SUPPLIED MATERIAL –
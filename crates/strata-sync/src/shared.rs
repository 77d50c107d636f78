//! A region tree behind a mutex.
//!
//! A [`RegionTree`] does no locking of its own. [`SharedTree`] is the
//! external exclusion a multi-threaded caller needs: every operation runs
//! inside [`SharedTree::with`] while holding the lock, so at most one writer
//! touches the tree at a time.

use std::sync::Mutex;

use strata_arena::RegionTree;

use crate::error::SyncError;

/// A [`RegionTree`] that can be shared between threads.
#[derive(Debug)]
pub struct SharedTree<'buf> {
    inner: Mutex<RegionTree<'buf>>,
}

impl<'buf> SharedTree<'buf> {
    /// Take ownership of `tree`.
    pub fn new(tree: RegionTree<'buf>) -> Self {
        Self {
            inner: Mutex::new(tree),
        }
    }

    /// Run `f` with exclusive access to the tree.
    ///
    /// Fails with [`SyncError::Poisoned`] if an earlier holder panicked.
    pub fn with<R>(&self, f: impl FnOnce(&mut RegionTree<'buf>) -> R) -> Result<R, SyncError> {
        let mut guard = self.inner.lock().map_err(|_| SyncError::Poisoned)?;
        Ok(f(&mut guard))
    }

    /// Give the tree back.
    pub fn into_inner(self) -> Result<RegionTree<'buf>, SyncError> {
        self.inner.into_inner().map_err(|_| SyncError::Poisoned)
    }
}
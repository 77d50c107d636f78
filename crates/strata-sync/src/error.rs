//! Errors from the synchronisation primitives.

use std::error::Error;
use std::fmt;

/// Errors that can occur in semaphores, thread spawning, and shared trees.
#[derive(Clone, Debug, PartialEq, Eq)]
pub enum SyncError {
    /// A signal would push the semaphore past its maximum value.
    SemaphoreOverflow {
        /// Largest value the semaphore can hold.
        max: usize,
    },
    /// The semaphore's token channel was disconnected.
    Disconnected,
    /// A thread holding the shared tree panicked while holding the lock.
    Poisoned,
    /// The OS refused to start a thread.
    Spawn {
        /// Error reported by the OS.
        reason: String,
    },
}

impl fmt::Display for SyncError {
    fn fmt(&self, f: &mut fmt::Formatter<'_>) -> fmt::Result {
        match self {
            Self::SemaphoreOverflow { max } => {
                write!(f, "semaphore overflow: value cannot exceed {max}")
            }
            Self::Disconnected => write!(f, "semaphore channel disconnected"),
            Self::Poisoned => write!(f, "shared region tree lock poisoned"),
            Self::Spawn { reason } => write!(f, "failed to spawn thread: {reason}"),
        }
    }
}

impl Error for SyncError {}
//! Fire-and-forget threads and CPU discovery.

use std::num::NonZeroUsize;
use std::thread;

use tracing::debug;

use crate::error::SyncError;

/// Number of logical CPUs available to this process (at least 1).
pub fn cpu_count() -> usize {
    thread::available_parallelism()
        .map(NonZeroUsize::get)
        .unwrap_or(1)
}

/// Start a named thread running `f` and detach it.
///
/// The thread cannot be joined; pair it with a
/// [`Semaphore`](crate::Semaphore) or a channel to learn when it finishes.
pub fn spawn_detached<F>(name: impl Into<String>, f: F) -> Result<(), SyncError>
where
    F: FnOnce() + Send + 'static,
{
    let name = name.into();
    debug!(thread = %name, "spawning detached thread");
    thread::Builder::new()
        .name(name)
        .spawn(f)
        .map(drop)
        .map_err(|e| SyncError::Spawn {
            reason: e.to_string(),
        })
}
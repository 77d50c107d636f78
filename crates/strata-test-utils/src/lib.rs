//! Test fixtures and assertion helpers for strata development.
//!
//! Provides buffer constructors, a [`RegionSnapshot`] for "nothing changed"
//! assertions, log capture via [`init_tracing`], and the reusable workloads
//! in [`fixtures`].

#![forbid(unsafe_code)]
#![allow(missing_docs)]
#![deny(rustdoc::broken_intra_doc_links)]

pub mod fixtures;

use std::sync::Once;

use strata_arena::{ArenaError, RegionId, RegionTree};
use tracing_subscriber::EnvFilter;

static TRACING: Once = Once::new();

/// Route `tracing` output to the test harness, filtered by `RUST_LOG`.
///
/// Safe to call from every test; only the first call installs anything.
pub fn init_tracing() {
    TRACING.call_once(|| {
        let _ = tracing_subscriber::fmt()
            .with_env_filter(EnvFilter::from_default_env())
            .with_test_writer()
            .try_init();
    });
}

/// A zero-filled backing buffer.
pub fn zeroed_buffer(len: usize) -> Vec<u8> {
    vec![0; len]
}

/// A backing buffer filled with `byte`, for spotting untouched memory.
pub fn filled_buffer(len: usize, byte: u8) -> Vec<u8> {
    vec![byte; len]
}

/// Whether every byte is zero.
pub fn is_zeroed(bytes: &[u8]) -> bool {
    bytes.iter().all(|&b| b == 0)
}

/// Observable accounting state of one region.
#[derive(Clone, Copy, Debug, PartialEq, Eq)]
pub struct RegionSnapshot {
    pub used: usize,
    pub capacity: usize,
    pub open_children: usize,
}

impl RegionSnapshot {
    /// Capture the accounting state of `region`.
    pub fn capture(tree: &RegionTree<'_>, region: RegionId) -> Result<Self, ArenaError> {
        Ok(Self {
            used: tree.used(region)?,
            capacity: tree.capacity(region)?,
            open_children: tree.open_children(region)?,
        })
    }

    pub fn available(&self) -> usize {
        self.capacity - self.used
    }
}
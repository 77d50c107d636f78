//! Region, scoped-region, and allocation handles.
//!
//! Handles are plain `Copy` values. They carry a slot generation (regions)
//! or a region epoch (allocations) so that a handle outliving the memory it
//! names is detected in O(1) instead of aliasing whatever reuses the slot.

use std::fmt;

/// Identifies a live region inside a [`RegionTree`](crate::tree::RegionTree).
///
/// Region slots are recycled; `generation` distinguishes the current
/// occupant of a slot from earlier, released ones.
#[derive(Clone, Copy, Debug, PartialEq, Eq, Hash, PartialOrd, Ord)]
pub struct RegionId {
    pub(crate) index: u32,
    pub(crate) generation: u32,
}

impl RegionId {
    pub(crate) fn new(index: u32, generation: u32) -> Self {
        Self { index, generation }
    }

    /// Slot index within the tree.
    pub fn index(&self) -> u32 {
        self.index
    }

    /// Generation of the slot when this handle was issued.
    pub fn generation(&self) -> u32 {
        self.generation
    }
}

impl fmt::Display for RegionId {
    fn fmt(&self, f: &mut fmt::Formatter<'_>) -> fmt::Result {
        write!(f, "{}v{}", self.index, self.generation)
    }
}

/// Capability for a region created by [`RegionTree::push`].
///
/// Valid until passed to [`RegionTree::pop`]; afterwards every use is
/// rejected as a stale region.
///
/// [`RegionTree::push`]: crate::tree::RegionTree::push
/// [`RegionTree::pop`]: crate::tree::RegionTree::pop
#[derive(Clone, Copy, Debug, PartialEq, Eq)]
#[must_use = "a scoped region must be popped to return its bytes to the parent"]
pub struct ScopedRegion {
    pub(crate) region: RegionId,
    pub(crate) parent: RegionId,
    pub(crate) index: usize,
}

impl ScopedRegion {
    /// The child region; allocate from it like any other region.
    pub fn region(&self) -> RegionId {
        self.region
    }

    /// The region this one was pushed onto.
    pub fn parent(&self) -> RegionId {
        self.parent
    }

    /// Position in the parent's open-child stack (0 = oldest).
    pub fn index(&self) -> usize {
        self.index
    }
}

impl fmt::Display for ScopedRegion {
    fn fmt(&self, f: &mut fmt::Formatter<'_>) -> fmt::Result {
        write!(
            f,
            "ScopedRegion({} under {}, child {})",
            self.region, self.parent, self.index
        )
    }
}

/// A byte range handed out by [`RegionTree::allocate`](crate::tree::RegionTree::allocate).
///
/// Resolve it with [`RegionTree::bytes`](crate::tree::RegionTree::bytes) or
/// [`RegionTree::bytes_mut`](crate::tree::RegionTree::bytes_mut).
#[derive(Clone, Copy, Debug, PartialEq, Eq)]
pub struct Allocation {
    pub(crate) region: RegionId,
    /// Region epoch at allocation time; bumped by `reset`.
    pub(crate) epoch: u32,
    /// Absolute offset into the root buffer.
    pub(crate) start: usize,
    /// Offset from the start of the owning region.
    pub(crate) offset: usize,
    pub(crate) len: usize,
}

impl Allocation {
    /// The region this allocation was carved from.
    pub fn region(&self) -> RegionId {
        self.region
    }

    /// Offset of the first byte, relative to the start of the region.
    pub fn offset(&self) -> usize {
        self.offset
    }

    /// One past the last byte, relative to the start of the region.
    pub fn end(&self) -> usize {
        self.offset + self.len
    }

    /// Length in bytes.
    pub fn len(&self) -> usize {
        self.len
    }

    /// Whether this is a zero-length allocation.
    pub fn is_empty(&self) -> bool {
        self.len == 0
    }
}

impl fmt::Display for Allocation {
    fn fmt(&self, f: &mut fmt::Formatter<'_>) -> fmt::Result {
        write!(
            f,
            "Allocation(region={}, off={}, len={})",
            self.region, self.offset, self.len
        )
    }
}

PROMPT – From the listing above, return the lines starting at the one with "pub struct SharedTree<'buf>" and ending at the one with "filename crates/strata-sync/src/error.rs", both kept, exactly as they appear and nothing more.

ANSWER FOR THE TASK –
pub struct SharedTree<'buf> {
    inner: Mutex<RegionTree<'buf>>,
}

impl<'buf> SharedTree<'buf> {
    /// Take ownership of `tree`.
    pub fn new(tree: RegionTree<'buf>) -> Self {
        Self {
            inner: Mutex::new(tree),
        }
    }

    /// Run `f` with exclusive access to the tree.
    ///
    /// Fails with [`SyncError::Poisoned`] if an earlier holder panicked.
    pub fn with<R>(&self, f: impl FnOnce(&mut RegionTree<'buf>) -> R) -> Result<R, SyncError> {
        let mut guard = self.inner.lock().map_err(|_| SyncError::Poisoned)?;
        Ok(f(&mut guard))
    }

    /// Give the tree back.
    pub fn into_inner(self) -> Result<RegionTree<'buf>, SyncError> {
        self.inner.into_inner().map_err(|_| SyncError::Poisoned)
    }
}
repository 77d50c107d636f78
filename crates/strata-sync/src/error.rs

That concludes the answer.